Procédé et système de contrôle d'analyse de gaz, tels que les gazcontaminant l'environnement, comprenant un module de test (16, 116, 86, 142) ayant une portion de paroi d'un tube perméable au gaz (44, 122, 144) servant de membrane pour récupérer les gaz lorsqu'au moins un échantillon de ces gaz à analyser est en présence de la paroi du tube.
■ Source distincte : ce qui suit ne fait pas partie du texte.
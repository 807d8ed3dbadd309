//! The sealed IR handed to emitters.
//!
//! Everything here owns its data: once [`Ir`] is built the document store
//! can be dropped. Emitters read the IR and never mutate it.

mod classifier;
pub mod dump;
mod features;
mod literal;
mod media;
mod operation;
mod security;
mod status;
mod types;

#[cfg(test)]
mod classifier_tests;

use std::collections::BTreeMap;

pub use classifier::{ClassifierError, KeyClass, KeyClassifier};
pub use features::{Feature, FeatureSet};
pub use literal::{JsonType, Literal, Number};
pub use media::{ContentKind, MediaRange, MediaRangeError, best_match};
pub use operation::{
    BodyShape, Content, Encoding, Method, Operation, OperationGroup, OperationId, Parameter,
    ParameterContent, ParameterIn, ParameterStyle, RequestBody, Response, Webhook,
};
pub use security::{
    ApiKeyIn, FlowKind, OAuthFlow, SchemeKind, SchemeUse, SecurityModel, SecurityRequirement,
    SecurityScheme,
};
pub use status::StatusPattern;
pub use types::{
    Bound, Discriminator, EnumValue, Field, Format, KeyConstraints, Origin, PatternProperty,
    PrimitiveKind, Type, TypeId, TypeKind, TypeRef, Validation, Variant,
};

use crate::resolve::RefKey;
use crate::router::{Match, RouterPlan};

/// `openapi` version of the root document.
#[derive(Debug, Clone, Copy, PartialEq, Eq, Hash, PartialOrd, Ord)]
pub struct SpecVersion {
    pub major: u32,
    pub minor: u32,
    pub patch: u32,
}

impl SpecVersion {
    pub fn parse(s: &str) -> Option<Self> {
        let mut parts = s.split('.');
        let major = parts.next()?.parse().ok()?;
        let minor = parts.next()?.parse().ok()?;
        let patch = match parts.next() {
            Some(p) => p.split(['-', '+']).next()?.parse().ok()?,
            None => 0,
        };
        if parts.next().is_some() {
            return None;
        }
        Some(Self {
            major,
            minor,
            patch,
        })
    }

    /// 3.1 and later: JSON Schema 2020-12 dialect.
    pub fn is_31(self) -> bool {
        self.major == 3 && self.minor >= 1
    }
}

impl std::fmt::Display for SpecVersion {
    fn fmt(&self, f: &mut std::fmt::Formatter<'_>) -> std::fmt::Result {
        write!(f, "{}.{}.{}", self.major, self.minor, self.patch)
    }
}

#[derive(Debug, Clone)]
pub struct Ir {
    pub spec_version: SpecVersion,
    /// Topologically ordered: a type's non-indirect edges point to
    /// earlier entries.
    pub types: Vec<Type>,
    pub operations: Vec<Operation>,
    pub webhooks: Vec<Webhook>,
    pub router: RouterPlan,
    pub components: BTreeMap<RefKey, TypeId>,
    pub security: SecurityModel,
    pub features: FeatureSet,
    pub groups: Vec<OperationGroup>,
    /// `url#pointer` of every named source node to its identifier.
    pub names: BTreeMap<String, String>,
}

impl Ir {
    pub fn ty(&self, id: TypeId) -> &Type {
        &self.types[id.index()]
    }

    pub fn type_by_name(&self, name: &str) -> Option<&Type> {
        self.types.iter().find(|t| t.name == name)
    }

    pub fn type_id_by_name(&self, name: &str) -> Option<TypeId> {
        self.types
            .iter()
            .position(|t| t.name == name)
            .map(|i| TypeId(i as u32))
    }

    pub fn operation(&self, id: OperationId) -> &Operation {
        &self.operations[id.index()]
    }

    pub fn operation_by_name(&self, name: &str) -> Option<&Operation> {
        self.operations.iter().find(|o| o.name == name)
    }

    /// Component type by the pointer it was declared at, e.g.
    /// `/components/schemas/Pet`.
    pub fn component(&self, pointer: &str) -> Option<&Type> {
        self.components
            .iter()
            .find(|(key, _)| key.pointer == pointer)
            .map(|(_, id)| self.ty(*id))
    }

    /// Strip `Alias` layers.
    pub fn resolve_alias(&self, mut id: TypeId) -> TypeId {
        let mut steps = 0;
        while let TypeKind::Alias { target } = &self.ty(id).kind {
            id = target.id;
            steps += 1;
            if steps > self.types.len() {
                break;
            }
        }
        id
    }

    pub fn find_route(&self, method: Method, path: &str) -> Match {
        self.router.find(method, path)
    }

    /// Key classifier of a map type. `None` for other kinds.
    pub fn key_classifier(&self, id: TypeId) -> Option<Result<KeyClassifier, ClassifierError>> {
        let TypeKind::Map {
            value,
            patterns,
            props,
            closed,
            ..
        } = &self.ty(id).kind
        else {
            return None;
        };

        let props = props
            .map(|p| match &self.ty(self.resolve_alias(p.id)).kind {
                TypeKind::Struct { fields, .. } => fields.iter().map(|f| f.name.clone()).collect(),
                _ => Vec::new(),
            })
            .unwrap_or_default();
        let patterns: Vec<String> = patterns.iter().map(|p| p.pattern.clone()).collect();
        Some(KeyClassifier::new(props, &patterns, value.is_some(), *closed))
    }

    pub fn dump(&self) -> String {
        dump::dump(self)
    }
}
Le matériau et la structure du tube sont tels que l'impédance de diffusion de la membrane (Itm) du tube est suffisamment faible pour permettre au gaz de s'écouler au travers de la paroi servant de membrane tout en étant suffisamment élevée par rapport à l'impédance à l'extérieur de la paroi du tube pour rendre effectivement insignifiante l'impédance extérieure de sorte que la propriété de l'impédance de diffusion de la membrane de la paroi du tube représente l'impédance de diffusion totale à l'écoulement du gaz au travers de la paroi du tube. Cette structure s'applique à la détection et/ou l'analyse de substances contaminantes dans les sols, les liquides et les gaz.
PCT/US1990/002454 1989-05-04 1990-05-03 Procede et systeme de controle pour l'analyse de gaz WO1990013803A1 (fr)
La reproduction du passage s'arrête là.